The reason I've made you endure this post up to now (assuming you're still reading as I've begged you to do) is that this book has the potential to cause a paradigm shift within the legal academy, and there is one monumentally huge, gaping hole: Practicing lawyers have no voice in the discussion.
For a bit, I've been talking to a lawprof who shall remain nameless for now (as he has yet to come out with his position or that he deigns to talk to the likes of me, so I leave it to him to admit to our discussions), about the broad array of problems we're facing. We agree on much. We disagree on much as well.
One of the fundamental disagreements is that he's of the view that the problems with legal education are internal, and therefore must be cured by the legal academy.
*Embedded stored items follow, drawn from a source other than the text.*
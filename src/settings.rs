//! Preference persistence using dconf
//!
//! Preferences are stored in dconf under `/com/echolink/recorder/`. Nothing
//! about recordings is kept here.

use log::error;

const DCONF_PATH: &str = "/com/echolink/recorder/";

/// Keys for dconf settings
mod keys {
    pub const VOLUME: &str = "volume";
    pub const NOISE_COMMAND: &str = "noise-command";
}

fn key(name: &str) -> String {
    format!("{}{}", DCONF_PATH, name)
}

/// Get the last playback volume (0-100) from dconf
pub fn get_volume() -> Option<i64> {
    dconf_rs::get_string(&key(keys::VOLUME))
        .ok()
        .and_then(|v| parse_volume(&v))
}

/// Save the playback volume (0-100) to dconf
pub fn set_volume(percent: i64) {
    let value = percent.clamp(0, 100).to_string();
    if let Err(e) = dconf_rs::set_string(&key(keys::VOLUME), &value) {
        error!("Failed to save volume to dconf: {}", e);
    }
}

/// Get the external noise reduction command from dconf
pub fn get_noise_command() -> Option<String> {
    dconf_rs::get_string(&key(keys::NOISE_COMMAND))
        .ok()
        .filter(|command| !command.trim().is_empty())
}

/// Save the external noise reduction command to dconf
pub fn set_noise_command(command: &str) {
    if let Err(e) = dconf_rs::set_string(&key(keys::NOISE_COMMAND), command) {
        error!("Failed to save noise command to dconf: {}", e);
    }
}

fn parse_volume(value: &str) -> Option<i64> {
    value.trim().parse::<i64>().ok().map(|v| v.clamp(0, 100))
}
In other words, I shouldn't worry my pretty head about such things. He flatters my interest, but assures me that they need to clean up their own act.
The failures of law school (and I use the plural deliberately) do not exist in a vacuum. They are part of the failures that pervade the profession as a whole, from our inability to fulfill our obligation to society to our inability to produce new lawyers who care more about law than themselves. One of the gravest dilemmas is the overproduction of lawyers carrying enormous debt and the underproduction of professionals capable of helping the public at a cost they can afford.
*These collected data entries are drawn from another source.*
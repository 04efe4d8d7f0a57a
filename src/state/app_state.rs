use crate::audio::CaptureState;
use crate::error::{EchoError, Result};

/// Operations that need the instance to be in a compatible state
#[derive(Clone, Copy, Debug, PartialEq, Eq)]
pub enum Operation {
    StartCapture,
    Play,
    ReduceNoise,
    Import,
}

/// Snapshot of the sibling state machines, checked before either one is driven
#[derive(Clone, Copy, Debug, PartialEq, Eq)]
pub struct AppState {
    pub capture: CaptureState,
    pub is_playing: bool,
    /// A noise-reduction job is pending
    pub busy: bool,
}

impl Default for AppState {
    fn default() -> Self {
        Self {
            capture: CaptureState::Idle,
            is_playing: false,
            busy: false,
        }
    }
}

impl AppState {
    pub fn is_recording(&self) -> bool {
        self.capture != CaptureState::Idle
    }

    /// Reject `op` if it would overlap with something already running
    pub fn check(&self, op: Operation) -> Result<()> {
        if self.busy {
            return Err(EchoError::ConflictingOperation("reducing noise"));
        }
        match op {
            Operation::StartCapture => {
                if self.is_playing {
                    return Err(EchoError::ConflictingOperation("playing"));
                }
                if self.is_recording() {
                    return Err(EchoError::ConflictingOperation("recording"));
                }
            }
            Operation::Play => {
                if self.is_recording() {
                    return Err(EchoError::ConflictingOperation("recording"));
                }
            }
            Operation::ReduceNoise | Operation::Import => {
                if self.is_recording() {
                    return Err(EchoError::ConflictingOperation("recording"));
                }
                if self.is_playing {
                    return Err(EchoError::ConflictingOperation("playing"));
                }
            }
        }
        Ok(())
    }
}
Add to this the government's never-ending use of law as a tool to control/regulate/manipulate/improve/fix society, and thus further increase the need for the public to either use lawyers or suffer the mishaps that come of ill-conceived self-help in their everyday lives, and we're left with a toxic mix.
This goes way beyond law school. This can't be cured by lawprofs alone, or changes in legal education. Tweak one side of the equation and it impacts on the others, with unintended consequences. And don't think for a moment that lawprofs, who are living a grand life off the current system even if they realize they've gotten too fat and greedy enjoying the fruits of law school tuition, aren't concerned that letting practicing lawyers stick their nose under the tent won't ruin their good thing.
But this is our profession. We are stakeholders in the future of lawyers, and it is not only outrageous, but unacceptable, that this discussion occur without our knowledge or involvement. You need to know this is happening. They need to know you care and have something to say about it. And if you turn your back and leave it to the lawprofs to fix, you deserve whatever they come up with.
Once the "fix" is in, there won't be a mulligan, where lawyers can then add their two cents and go for a second round of how to cure the problems of our profession. Now is the time to get involved in the discussion, whether the lawprofs want us to or not. I realize this isn't fun and, for many, rather boring and disconnected from the daily grind. But this is our future. Don't leave it to someone else to fix.